(Dataset entries)
Start of Block
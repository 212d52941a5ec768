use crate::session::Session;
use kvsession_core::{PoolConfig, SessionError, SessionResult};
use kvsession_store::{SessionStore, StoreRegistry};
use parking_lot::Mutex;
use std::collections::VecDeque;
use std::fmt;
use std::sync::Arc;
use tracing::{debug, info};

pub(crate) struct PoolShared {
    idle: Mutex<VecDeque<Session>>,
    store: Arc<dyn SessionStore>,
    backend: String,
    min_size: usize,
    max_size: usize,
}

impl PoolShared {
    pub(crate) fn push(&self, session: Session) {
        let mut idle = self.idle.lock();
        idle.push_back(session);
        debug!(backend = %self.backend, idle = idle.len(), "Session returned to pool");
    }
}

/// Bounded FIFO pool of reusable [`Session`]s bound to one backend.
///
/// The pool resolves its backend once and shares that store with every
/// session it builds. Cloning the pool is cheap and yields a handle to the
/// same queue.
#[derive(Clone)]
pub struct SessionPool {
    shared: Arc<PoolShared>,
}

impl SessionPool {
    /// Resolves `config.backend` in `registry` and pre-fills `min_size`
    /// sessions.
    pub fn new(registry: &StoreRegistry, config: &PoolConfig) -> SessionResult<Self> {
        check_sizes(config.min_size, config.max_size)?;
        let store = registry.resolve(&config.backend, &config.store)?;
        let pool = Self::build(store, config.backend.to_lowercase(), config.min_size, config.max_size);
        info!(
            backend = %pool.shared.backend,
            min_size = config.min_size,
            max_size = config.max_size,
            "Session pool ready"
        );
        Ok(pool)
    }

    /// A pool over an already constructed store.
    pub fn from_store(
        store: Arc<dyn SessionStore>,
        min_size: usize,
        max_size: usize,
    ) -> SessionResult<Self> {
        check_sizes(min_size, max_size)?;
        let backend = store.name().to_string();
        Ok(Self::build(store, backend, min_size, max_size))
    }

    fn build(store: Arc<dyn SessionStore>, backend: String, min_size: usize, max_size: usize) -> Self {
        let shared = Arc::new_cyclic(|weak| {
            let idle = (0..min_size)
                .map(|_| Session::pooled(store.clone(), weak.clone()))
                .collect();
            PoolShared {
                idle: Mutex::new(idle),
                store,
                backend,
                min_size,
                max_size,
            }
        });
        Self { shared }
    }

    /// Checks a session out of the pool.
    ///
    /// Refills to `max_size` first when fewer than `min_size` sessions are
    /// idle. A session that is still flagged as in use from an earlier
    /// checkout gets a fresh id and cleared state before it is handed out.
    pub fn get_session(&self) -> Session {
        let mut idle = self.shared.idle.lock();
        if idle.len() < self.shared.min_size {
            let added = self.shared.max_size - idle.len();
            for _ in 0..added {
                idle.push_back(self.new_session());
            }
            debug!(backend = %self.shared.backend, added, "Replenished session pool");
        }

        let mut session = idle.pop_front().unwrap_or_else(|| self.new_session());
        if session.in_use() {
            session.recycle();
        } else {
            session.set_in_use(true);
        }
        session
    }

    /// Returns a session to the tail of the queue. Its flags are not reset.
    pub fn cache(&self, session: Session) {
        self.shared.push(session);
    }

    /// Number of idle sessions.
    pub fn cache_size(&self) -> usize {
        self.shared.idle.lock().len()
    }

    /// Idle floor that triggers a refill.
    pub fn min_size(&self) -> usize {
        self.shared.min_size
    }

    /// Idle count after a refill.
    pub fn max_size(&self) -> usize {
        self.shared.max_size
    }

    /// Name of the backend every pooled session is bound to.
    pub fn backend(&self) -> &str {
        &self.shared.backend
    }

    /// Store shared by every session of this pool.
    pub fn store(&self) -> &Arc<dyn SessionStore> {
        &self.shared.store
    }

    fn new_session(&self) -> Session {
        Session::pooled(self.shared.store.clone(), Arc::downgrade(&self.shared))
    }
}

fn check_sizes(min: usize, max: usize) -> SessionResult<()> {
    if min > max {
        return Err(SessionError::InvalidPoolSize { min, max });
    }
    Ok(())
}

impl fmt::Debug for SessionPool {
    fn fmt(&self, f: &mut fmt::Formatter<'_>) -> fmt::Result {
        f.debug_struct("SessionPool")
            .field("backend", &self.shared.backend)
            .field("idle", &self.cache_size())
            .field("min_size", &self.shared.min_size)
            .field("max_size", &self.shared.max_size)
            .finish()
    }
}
End of Block
- What to do
Every piece of the data is to be set down again exactly.

- Answer section
repository 212d52941a5ec768
use crate::session::Session;
use kvsession_core::{PoolConfig, SessionError, SessionResult};
use kvsession_store::{SessionStore, StoreRegistry};
use parking_lot::Mutex;
use std::collections::VecDeque;
use std::fmt;
use std::sync::Arc;
use tracing::{debug, info};

pub(crate) struct PoolShared {
    idle: Mutex<VecDeque<Session>>,
    store: Arc<dyn SessionStore>,
    backend: String,
    min_size: usize,
    max_size: usize,
}

impl PoolShared {
    pub(crate) fn push(&self, session: Session) {
        let mut idle = self.idle.lock();
        idle.push_back(session);
        debug!(backend = %self.backend, idle = idle.len(), "Session returned to pool");
    }
}

/// Bounded FIFO pool of reusable [`Session`]s bound to one backend.
///
/// The pool resolves its backend once and shares that store with every
/// session it builds. Cloning the pool is cheap and yields a handle to the
/// same queue.
#[derive(Clone)]
pub struct SessionPool {
    shared: Arc<PoolShared>,
}

impl SessionPool {
    /// Resolves `config.backend` in `registry` and pre-fills `min_size`
    /// sessions.
    pub fn new(registry: &StoreRegistry, config: &PoolConfig) -> SessionResult<Self> {
        check_sizes(config.min_size, config.max_size)?;
        let store = registry.resolve(&config.backend, &config.store)?;
        let pool = Self::build(store, config.backend.to_lowercase(), config.min_size, config.max_size);
        info!(
            backend = %pool.shared.backend,
            min_size = config.min_size,
            max_size = config.max_size,
            "Session pool ready"
        );
        Ok(pool)
    }

    /// A pool over an already constructed store.
    pub fn from_store(
        store: Arc<dyn SessionStore>,
        min_size: usize,
        max_size: usize,
    ) -> SessionResult<Self> {
        check_sizes(min_size, max_size)?;
        let backend = store.name().to_string();
        Ok(Self::build(store, backend, min_size, max_size))
    }

    fn build(store: Arc<dyn SessionStore>, backend: String, min_size: usize, max_size: usize) -> Self {
        let shared = Arc::new_cyclic(|weak| {
            let idle = (0..min_size)
                .map(|_| Session::pooled(store.clone(), weak.clone()))
                .collect();
            PoolShared {
                idle: Mutex::new(idle),
                store,
                backend,
                min_size,
                max_size,
            }
        });
        Self { shared }
    }

    /// Checks a session out of the pool.
    ///
    /// Refills to `max_size` first when fewer than `min_size` sessions are
    /// idle. A session that is still flagged as in use from an earlier
    /// checkout gets a fresh id and cleared state before it is handed out.
    pub fn get_session(&self) -> Session {
        let mut idle = self.shared.idle.lock();
        if idle.len() < self.shared.min_size {
            let added = self.shared.max_size - idle.len();
            for _ in 0..added {
                idle.push_back(self.new_session());
            }
            debug!(backend = %self.shared.backend, added, "Replenished session pool");
        }

        let mut session = idle.pop_front().unwrap_or_else(|| self.new_session());
        if session.in_use() {
            session.recycle();
        } else {
            session.set_in_use(true);
        }
        session
    }

    /// Returns a session to the tail of the queue. Its flags are not reset.
    pub fn cache(&self, session: Session) {
        self.shared.push(session);
    }

    /// Number of idle sessions.
    pub fn cache_size(&self) -> usize {
        self.shared.idle.lock().len()
    }

    /// Idle floor that triggers a refill.
    pub fn min_size(&self) -> usize {
        self.shared.min_size
    }

    /// Idle count after a refill.
    pub fn max_size(&self) -> usize {
        self.shared.max_size
    }

    /// Name of the backend every pooled session is bound to.
    pub fn backend(&self) -> &str {
        &self.shared.backend
    }

    /// Store shared by every session of this pool.
    pub fn store(&self) -> &Arc<dyn SessionStore> {
        &self.shared.store
    }

    fn new_session(&self) -> Session {
        Session::pooled(self.shared.store.clone(), Arc::downgrade(&self.shared))
    }
}

fn check_sizes(min: usize, max: usize) -> SessionResult<()> {
    if min > max {
        return Err(SessionError::InvalidPoolSize { min, max });
    }
    Ok(())
}

impl fmt::Debug for SessionPool {
    fn fmt(&self, f: &mut fmt::Formatter<'_>) -> fmt::Result {
        f.debug_struct("SessionPool")
            .field("backend", &self.shared.backend)
            .field("idle", &self.cache_size())
            .field("min_size", &self.shared.min_size)
            .field("max_size", &self.shared.max_size)
            .finish()
    }
}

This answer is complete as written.